Go through the entries and say how many lines contain the string "capability". The number is the whole answer.

Material shown section start

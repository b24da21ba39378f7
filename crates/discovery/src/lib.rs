//! # Winter Discovery
//!
//! Project-structure discovery and reporting for Winter CMS installations.
//!
//! ## Pipeline
//!
//! ```text
//! Project root
//!     │
//!     ├──> Directory Scanner (glob, tolerant of missing dirs)
//!     │      └─> Raw path lists
//!     │
//!     ├──> Path Classifier (fixed layout templates)
//!     │      └─> PathRecord per view file
//!     │
//!     └──> Report Assemblers (+ host capabilities from the
//!          registry snapshot)
//!            └─> JSON reports via the Reporter facade
//! ```
//!
//! ## Example
//!
//! ```no_run
//! use winter_discovery::{Reporter, ReportKind};
//!
//! let reporter = Reporter::detect("/var/www/site");
//! let structure = reporter.run(ReportKind::ProjectStructure);
//! println!("{}", serde_json::to_string_pretty(&structure).unwrap());
//! ```
//!
//! Reports are rebuilt from scratch on every call; missing directories,
//! empty matches, and per-plugin registration failures degrade to empty
//! sections instead of errors. Only an unreachable plugin registry is
//! surfaced, as an error object inside the project structure report.

mod error;
mod layout;
mod registry;
mod reports;
mod scanner;
mod snapshot;

pub use error::{DiscoveryError, Result};
pub use layout::{classify, file_stem, EntityKind, LayoutTemplate, PathRecord};
pub use registry::{
    ActiveTheme, BuildInfo, CommandDescriptor, ComponentProbe, ComponentRegistration,
    ComponentRegistry, ConsoleCatalog, HostCapabilities, PluginDescriptor, PluginRegistry,
    ThemeAccessor, VersionResolver, UNKNOWN_BUILD,
};
pub use reports::{ReportDescriptor, ReportKind, Reporter, REPORT_CATALOG};
pub use scanner::{count_matching, list_paths};
pub use snapshot::{snapshot_path, SnapshotHost, SNAPSHOT_RELATIVE_PATH};
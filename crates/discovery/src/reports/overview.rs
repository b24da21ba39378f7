//! Project overview report: framework, environment, version, theme, counts.

use crate::registry::{
    ComponentRegistry, HostCapabilities, PluginRegistry, ThemeAccessor, VersionResolver,
};
use serde_json::{json, Map, Value};

const FRAMEWORK_NAME: &str = "Winter CMS";

/// Assemble the overview. Each section depends on one capability and is
/// omitted when that capability is absent; the report never fails as a
/// whole.
pub(crate) fn project_overview(host: &HostCapabilities) -> Value {
    let mut overview = Map::new();
    overview.insert("framework".to_string(), json!(FRAMEWORK_NAME));

    if let Some(environment) = &host.environment {
        overview.insert("environment".to_string(), json!(environment));
    }

    if let Some(version) = &host.version {
        let build = version.current_build();
        overview.insert("version".to_string(), json!(build.build));
        overview.insert("version_modified".to_string(), json!(build.modified));
    }

    if let Some(theme) = &host.theme {
        let active = theme.active_theme();
        overview.insert(
            "theme".to_string(),
            json!({
                "active_theme": active.as_ref().map(|theme| theme.id.clone()),
                "theme_path": active.as_ref().map(|theme| theme.path.clone()),
            }),
        );
    }

    if let Some(plugins) = &host.plugins {
        overview.insert("plugin_count".to_string(), json!(plugins.list_plugins().len()));
    }

    if let Some(components) = &host.components {
        overview.insert("component_count".to_string(), json!(components.count()));
    }

    Value::Object(overview)
}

Material shown section end

**Result below:** 2